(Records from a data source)
%%
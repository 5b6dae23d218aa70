//! Background detection of files modified by other programs.
//!
//! The watcher thread wakes once per period, compares each open file's disk
//! timestamp with the one remembered at its last load or save, and hands any
//! differences to the UI thread as one [`ModifiedDocuments`] batch. It then
//! sleeps until the UI thread calls [`ModificationWatcher::resume`], so a
//! new scan never starts while the previous findings are being resolved.

use std::path::PathBuf;
use std::sync::Arc;
use std::thread::{self, JoinHandle};
use std::time::{Duration, SystemTime};

use crossbeam_channel::{Receiver, RecvTimeoutError, Sender, bounded, unbounded};

use crate::app::domain::document::DocumentId;
use crate::app::infrastructure::error::{AppError, Result};
use crate::app::services::file_io::modified_time;

/// What the watcher knows about one open file.
#[derive(Debug, Clone, PartialEq, Eq)]
pub struct WatchEntry {
    pub id: DocumentId,
    pub path: PathBuf,
    pub remembered: Option<SystemTime>,
}

/// Documents whose file changed on disk, in document order.
#[derive(Debug, Clone, PartialEq, Eq)]
pub struct ModifiedDocuments {
    pub ids: Vec<DocumentId>,
}

/// Enumerates the files to check. Called on the watcher thread.
pub type WatchSource = Arc<dyn Fn() -> Vec<WatchEntry> + Send + Sync>;

enum Control {
    Resume,
    Stop,
}

/// Compare disk timestamps against remembered ones.
///
/// Entries with no remembered timestamp, or whose file is gone, are skipped.
pub fn scan(entries: &[WatchEntry]) -> Vec<DocumentId> {
    entries
        .iter()
        .filter(|entry| {
            let Some(remembered) = entry.remembered else {
                return false;
            };
            matches!(modified_time(&entry.path), Some(disk) if disk != remembered)
        })
        .map(|entry| entry.id)
        .collect()
}

pub struct ModificationWatcher {
    findings: Receiver<ModifiedDocuments>,
    control: Sender<Control>,
    handle: Option<JoinHandle<()>>,
    period: Duration,
}

impl ModificationWatcher {
    pub fn spawn(period: Duration, source: WatchSource) -> Result<Self> {
        let (findings_tx, findings_rx) = bounded(1);
        let (control_tx, control_rx) = unbounded();

        let handle = thread::Builder::new()
            .name("modification-watcher".into())
            .spawn(move || run(period, source, findings_tx, control_rx))
            .map_err(AppError::Io)?;

        tracing::debug!("Started modification watcher ({:?} period)", period);
        Ok(Self {
            findings: findings_rx,
            control: control_tx,
            handle: Some(handle),
            period,
        })
    }

    pub fn period(&self) -> Duration {
        self.period
    }

    /// Channel carrying findings, for callers that select on it.
    pub fn receiver(&self) -> &Receiver<ModifiedDocuments> {
        &self.findings
    }

    /// Take pending findings without blocking.
    pub fn try_take(&self) -> Option<ModifiedDocuments> {
        self.findings.try_recv().ok()
    }

    /// Let the watcher scan again after findings were handled.
    pub fn resume(&self) {
        let _ = self.control.send(Control::Resume);
    }

    /// Stop the thread and wait for it to exit.
    pub fn stop(&mut self) {
        let Some(handle) = self.handle.take() else {
            return;
        };
        let _ = self.control.send(Control::Stop);
        if handle.join().is_err() {
            tracing::warn!("Modification watcher thread panicked");
        }
        tracing::debug!("Stopped modification watcher");
    }
}

impl Drop for ModificationWatcher {
    fn drop(&mut self) {
        self.stop();
    }
}

fn run(
    period: Duration,
    source: WatchSource,
    findings: Sender<ModifiedDocuments>,
    control: Receiver<Control>,
) {
    loop {
        match control.recv_timeout(period) {
            Err(RecvTimeoutError::Timeout) => {}
            Ok(Control::Resume) => continue,
            Ok(Control::Stop) | Err(RecvTimeoutError::Disconnected) => break,
        }

        let ids = scan(&source());
        if ids.is_empty() {
            continue;
        }
        tracing::debug!("{} open file(s) changed on disk", ids.len());
        if findings.send(ModifiedDocuments { ids }).is_err() {
            break;
        }

        // Wait for the UI thread to finish prompting.
        match control.recv() {
            Ok(Control::Resume) => {}
            Ok(Control::Stop) | Err(_) => break,
        }
    }
}

#[cfg(test)]
mod tests {
    use super::*;
    use std::fs::{self, File};
    use std::path::Path;

    fn touch(path: &Path, offset_secs: u64) {
        let file = File::options().write(true).open(path).unwrap();
        file.set_modified(SystemTime::now() + Duration::from_secs(offset_secs))
            .unwrap();
    }

    #[test]
    fn test_scan_reports_only_changed_files() {
        let dir = tempfile::tempdir().unwrap();
        let a = dir.path().join("a.txt");
        let b = dir.path().join("b.txt");
        fs::write(&a, "a").unwrap();
        fs::write(&b, "b").unwrap();

        let entries = vec![
            WatchEntry {
                id: DocumentId(1),
                path: a.clone(),
                remembered: modified_time(&a),
            },
            WatchEntry {
                id: DocumentId(2),
                path: b.clone(),
                remembered: modified_time(&b),
            },
        ];
        assert!(scan(&entries).is_empty());

        touch(&b, 60);
        assert_eq!(scan(&entries), vec![DocumentId(2)]);
    }

    #[test]
    fn test_scan_skips_unknown_and_deleted() {
        let dir = tempfile::tempdir().unwrap();
        let a = dir.path().join("a.txt");
        fs::write(&a, "a").unwrap();

        let entries = vec![
            WatchEntry {
                id: DocumentId(1),
                path: a.clone(),
                remembered: None,
            },
            WatchEntry {
                id: DocumentId(2),
                path: dir.path().join("gone.txt"),
                remembered: Some(SystemTime::UNIX_EPOCH),
            },
        ];
        assert!(scan(&entries).is_empty());
    }

    #[test]
    fn test_thread_waits_for_resume_between_rounds() {
        let dir = tempfile::tempdir().unwrap();
        let path = dir.path().join("x.c");
        fs::write(&path, "int x;").unwrap();
        let entry = WatchEntry {
            id: DocumentId(7),
            path: path.clone(),
            remembered: modified_time(&path),
        };
        touch(&path, 60);

        let source: WatchSource = Arc::new(move || vec![entry.clone()]);
        let mut watcher = ModificationWatcher::spawn(Duration::from_millis(10), source).unwrap();

        let first = watcher.receiver().recv_timeout(Duration::from_secs(5)).unwrap();
        assert_eq!(first.ids, vec![DocumentId(7)]);

        // Still changed, but nothing new until resumed.
        assert!(watcher.receiver().recv_timeout(Duration::from_millis(100)).is_err());

        watcher.resume();
        let second = watcher.receiver().recv_timeout(Duration::from_secs(5)).unwrap();
        assert_eq!(second.ids, vec![DocumentId(7)]);

        watcher.stop();
        assert!(watcher.try_take().is_none());
    }

    #[test]
    fn test_idle_when_nothing_changed() {
        let source: WatchSource = Arc::new(Vec::<WatchEntry>::new);
        let watcher = ModificationWatcher::spawn(Duration::from_millis(5), source).unwrap();
        assert!(watcher.receiver().recv_timeout(Duration::from_millis(60)).is_err());
        assert_eq!(watcher.period(), Duration::from_millis(5));
    }
}
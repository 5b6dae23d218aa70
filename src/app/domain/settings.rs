use serde::{Deserialize, Serialize};
use std::fs;
use std::path::{Path, PathBuf};

use super::document::DocumentDefaults;
use super::encoding::{Encoding, LineEnding};
use crate::app::infrastructure::error::AppError;
use crate::app::presentation::{Placement, ViewStyle};
use crate::app::services::session::SessionRestore;
use crate::app::services::syntax::SyntaxFilterSet;

#[derive(Debug, Clone, PartialEq, Serialize, Deserialize)]
pub struct AppSettings {
    #[serde(default)]
    pub view_style: ViewStyle,

    #[serde(default)]
    pub selection_placement: Placement,

    /// Tab size in spaces (default 4)
    #[serde(default = "default_tab_size")]
    pub tab_size: u32,

    #[serde(default = "default_font_name")]
    pub font_name: String,

    #[serde(default = "default_font_size")]
    pub font_size: u32,

    #[serde(default = "LineEnding::system")]
    pub line_terminator: LineEnding,

    #[serde(default)]
    pub default_encoding: Encoding,

    #[serde(default = "default_true")]
    pub file_size_check_enabled: bool,

    /// Files larger than this prompt before being read
    #[serde(default = "default_max_file_size_mb")]
    pub max_file_size_mb: f32,

    /// Guess a style from the first line of extension-less files
    #[serde(default = "default_true")]
    pub guess_content_type: bool,

    #[serde(default = "default_true")]
    pub ignore_backup_extensions: bool,

    #[serde(default = "default_true")]
    pub check_modified_enabled: bool,

    #[serde(default = "default_check_period_secs")]
    pub check_modified_period_secs: u64,

    /// Serialized syntax filters; empty means built-in defaults
    #[serde(default)]
    pub syntax_filters: String,

    #[serde(default)]
    pub session_restore: SessionRestore,

    /// Directory untitled documents are created in
    #[serde(default)]
    pub default_directory: Option<PathBuf>,
}

fn default_true() -> bool {
    true
}

fn default_tab_size() -> u32 {
    4
}

fn default_font_name() -> String {
    "Monospaced".to_string()
}

fn default_font_size() -> u32 {
    13
}

fn default_max_file_size_mb() -> f32 {
    10.0
}

fn default_check_period_secs() -> u64 {
    10
}

impl Default for AppSettings {
    fn default() -> Self {
        Self {
            view_style: ViewStyle::default(),
            selection_placement: Placement::default(),
            tab_size: default_tab_size(),
            font_name: default_font_name(),
            font_size: default_font_size(),
            line_terminator: LineEnding::system(),
            default_encoding: Encoding::default(),
            file_size_check_enabled: true,
            max_file_size_mb: default_max_file_size_mb(),
            guess_content_type: true,
            ignore_backup_extensions: true,
            check_modified_enabled: true,
            check_modified_period_secs: default_check_period_secs(),
            syntax_filters: String::new(),
            session_restore: SessionRestore::default(),
            default_directory: None,
        }
    }
}

impl AppSettings {
    /// Defaults handed to every new document.
    pub fn document_defaults(&self) -> DocumentDefaults {
        DocumentDefaults {
            tab_size: self.tab_size,
            font_name: self.font_name.clone(),
            font_size: self.font_size,
            line_ending: self.line_terminator,
            encoding: self.default_encoding,
        }
    }

    /// Threshold in bytes above which opening asks for confirmation.
    pub fn max_file_size_bytes(&self) -> u64 {
        (self.max_file_size_mb.max(0.0) as f64 * 1024.0 * 1024.0) as u64
    }

    /// Directory for untitled documents: configured, else home, else cwd.
    pub fn untitled_directory(&self) -> PathBuf {
        self.default_directory
            .clone()
            .or_else(dirs::home_dir)
            .unwrap_or_else(|| PathBuf::from("."))
    }

    /// The configured filters, falling back to defaults when empty or invalid.
    pub fn syntax_filter_set(&self) -> SyntaxFilterSet {
        if self.syntax_filters.trim().is_empty() {
            return SyntaxFilterSet::default();
        }
        match SyntaxFilterSet::parse(&self.syntax_filters) {
            Ok(set) => set,
            Err(e) => {
                tracing::warn!("Ignoring saved syntax filters: {}", e);
                SyntaxFilterSet::default()
            }
        }
    }

    /// Load settings from disk, or create default if not exists
    pub fn load() -> Self {
        let config_path = Self::get_config_path();
        let loaded = Self::load_from(&config_path);
        if !config_path.exists() {
            // Try to save defaults for next time
            let _ = loaded.save();
        }
        loaded
    }

    pub fn load_from(path: &Path) -> Self {
        match fs::read_to_string(path) {
            Ok(contents) => match serde_json::from_str(&contents) {
                Ok(settings) => settings,
                Err(e) => {
                    tracing::warn!("Failed to parse settings: {}. Using defaults.", e);
                    Self::default()
                }
            },
            Err(_) => Self::default(),
        }
    }

    /// Save settings to disk
    pub fn save(&self) -> Result<(), AppError> {
        self.save_to(&Self::get_config_path())
    }

    pub fn save_to(&self, path: &Path) -> Result<(), AppError> {
        // Ensure parent directory exists
        if let Some(parent) = path.parent() {
            fs::create_dir_all(parent)
                .map_err(|e| AppError::Settings(format!("Failed to create config dir: {}", e)))?;
        }

        let json = serde_json::to_string_pretty(self)?;
        fs::write(path, json)
            .map_err(|e| AppError::Settings(format!("Failed to write settings: {}", e)))?;

        Ok(())
    }

    /// Get config file path (cross-platform)
    pub fn get_config_path() -> PathBuf {
        let mut path = dirs::config_dir().unwrap_or_else(|| PathBuf::from("."));
        path.push("deskpad");
        path.push("settings.json");
        path
    }
}
//! Controllers layer - orchestration and coordination.
//!
//! This module contains the controller that coordinates between
//! domain models, services, and the active presentation:
//! - Document lifecycle (open, close, save, reload)
//! - Current-document selection and change notification
//! - External modification handling and session restore

pub mod documents;

pub use documents::{APP_NAME, MultiDocumentController};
%%
WHAT YOU SHOULD DO: Your task is to find every line above containing the word "move" and copy it.

TASK ANSWER:
            .spawn(move || run(period, source, findings_tx, control_rx))
        let source: WatchSource = Arc::new(move || vec![entry.clone()]);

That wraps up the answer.